Itu dilakukan setelah mereka mendapatkan informasi bahwa salah satu di antara dua bus yang ditumpangi umat Gereja Katolik (Paroki) Bintaran, Lingkungan Brayat Minulyo, masuk jurang. Lima penumpangnya tewas dan 18 lainnya luka-luka.

Joko, petugas Paroki Bintaran, semalam menjelaskan kepada Kompas, jenazah lima korban itu diperkirakan baru tiba di Yogyakarta Senin pagi ini. “Romo paroki sudah berangkat untuk menjemput korban, “ ujarnya.

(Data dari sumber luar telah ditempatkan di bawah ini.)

//! Local cache for split queries.
//!
//! Both cache files hold all three splits, tagged with the number of claims
//! in the database when they were written. A file is served only while that
//! number is unchanged; any other state (missing, unreadable, stale) is a
//! miss that recomputes all three splits and rewrites the file.

use std::fs;
use std::path::{Path, PathBuf};

use chrono::{DateTime, Utc};
use serde::de::DeserializeOwned;
use serde::{Deserialize, Serialize};
use tracing::{debug, warn};

use super::example::{self, TrainingExample};
use super::split::Split;
use crate::config::CacheSettings;
use crate::error::Result;
use crate::model::Adu;
use crate::store::ArgumentStore;

const CLAIMS_CACHE_FILE: &str = "claims_cache.json";
const DATA_CACHE_FILE: &str = "data_cache.json";

#[derive(Debug, Serialize, Deserialize)]
struct SplitCache<T> {
    claim_count: i64,
    cached_at: DateTime<Utc>,
    training: Vec<T>,
    test: Vec<T>,
    benchmark: Vec<T>,
}

impl<T> SplitCache<T> {
    fn take(self, split: Split) -> Vec<T> {
        match split {
            Split::Training => self.training,
            Split::Test => self.test,
            Split::Benchmark => self.benchmark,
        }
    }
}

/// Split query front end with an optional on-disk cache.
#[derive(Debug, Clone)]
pub struct QueryCache {
    dir: PathBuf,
    enabled: bool,
}

impl QueryCache {
    #[must_use]
    pub fn new(settings: &CacheSettings) -> Self {
        Self {
            dir: settings.dir.clone(),
            enabled: settings.enabled,
        }
    }

    /// A cache that always queries the store.
    #[must_use]
    pub fn disabled() -> Self {
        Self {
            dir: PathBuf::new(),
            enabled: false,
        }
    }

    #[must_use]
    pub fn is_enabled(&self) -> bool {
        self.enabled
    }

    #[must_use]
    pub fn dir(&self) -> &Path {
        &self.dir
    }

    /// Claims of `split`, from the cache when fresh.
    ///
    /// # Errors
    /// Propagates store errors. Cache read and write failures are not errors.
    pub fn claims<S: ArgumentStore + ?Sized>(
        &self,
        store: &mut S,
        split: Split,
    ) -> Result<Vec<Adu>> {
        self.cached(store, CLAIMS_CACHE_FILE, split, example::claims)
    }

    /// Training examples of `split`, from the cache when fresh.
    ///
    /// # Errors
    /// Propagates store errors. Cache read and write failures are not errors.
    pub fn examples<S: ArgumentStore + ?Sized>(
        &self,
        store: &mut S,
        split: Split,
    ) -> Result<Vec<TrainingExample>> {
        self.cached(store, DATA_CACHE_FILE, split, example::examples)
    }

    /// Cache files currently present on disk.
    #[must_use]
    pub fn existing_files(&self) -> Vec<PathBuf> {
        [CLAIMS_CACHE_FILE, DATA_CACHE_FILE]
            .iter()
            .map(|name| self.dir.join(name))
            .filter(|path| path.exists())
            .collect()
    }

    /// Delete both cache files. Returns how many were removed.
    ///
    /// # Errors
    /// Returns an IO error if an existing file cannot be removed.
    pub fn clear(&self) -> Result<usize> {
        let mut removed = 0;
        for path in self.existing_files() {
            fs::remove_file(&path)?;
            removed += 1;
        }
        Ok(removed)
    }

    fn cached<S, T, F>(&self, store: &mut S, file: &str, split: Split, compute: F) -> Result<Vec<T>>
    where
        S: ArgumentStore + ?Sized,
        T: Serialize + DeserializeOwned,
        F: Fn(&mut S, Split) -> Result<Vec<T>>,
    {
        if !self.enabled {
            return compute(&mut *store, split);
        }

        let path = self.dir.join(file);
        let claim_count = store.count_claims()?;
        if let Some(entry) = load::<SplitCache<T>>(&path) {
            if entry.claim_count == claim_count {
                debug!(path = %path.display(), split = %split, "cache hit");
                return Ok(entry.take(split));
            }
            debug!(
                path = %path.display(),
                cached = entry.claim_count,
                current = claim_count,
                "cache stale"
            );
        } else {
            debug!(path = %path.display(), "cache miss");
        }

        let entry = SplitCache {
            claim_count,
            cached_at: Utc::now(),
            training: compute(&mut *store, Split::Training)?,
            test: compute(&mut *store, Split::Test)?,
            benchmark: compute(&mut *store, Split::Benchmark)?,
        };
        if let Err(e) = save(&self.dir, &path, &entry) {
            warn!(path = %path.display(), error = %e, "failed to write query cache");
        }
        Ok(entry.take(split))
    }
}

fn load<T: DeserializeOwned>(path: &Path) -> Option<T> {
    let bytes = fs::read(path).ok()?;
    match serde_json::from_slice(&bytes) {
        Ok(value) => Some(value),
        Err(e) => {
            debug!(path = %path.display(), error = %e, "ignoring unreadable cache file");
            None
        }
    }
}

fn save<T: Serialize>(dir: &Path, path: &Path, value: &T) -> Result<()> {
    fs::create_dir_all(dir)?;
    let bytes = serde_json::to_vec(value)?;
    // Write then rename so a crash never leaves a truncated cache behind.
    let tmp = path.with_extension("json.tmp");
    fs::write(&tmp, bytes)?;
    fs::rename(&tmp, path)?;
    Ok(())
}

Akan tetapi, dia tak bisa memastikan siapa saja yang tewas di antara anggota rombongan yang berziarah ke Ponorogo itu.

Para korban sampai tadi malam masih berada di RSUD Ponorogo. Menurut rencana, setibanya dari Ponorogo, jenazah kelima korban hari Senin ini akan disemayamkan di Gereja Santo Yusuf, Bintaran, sebelum dimakamkan. (Kompas 27/10/2003).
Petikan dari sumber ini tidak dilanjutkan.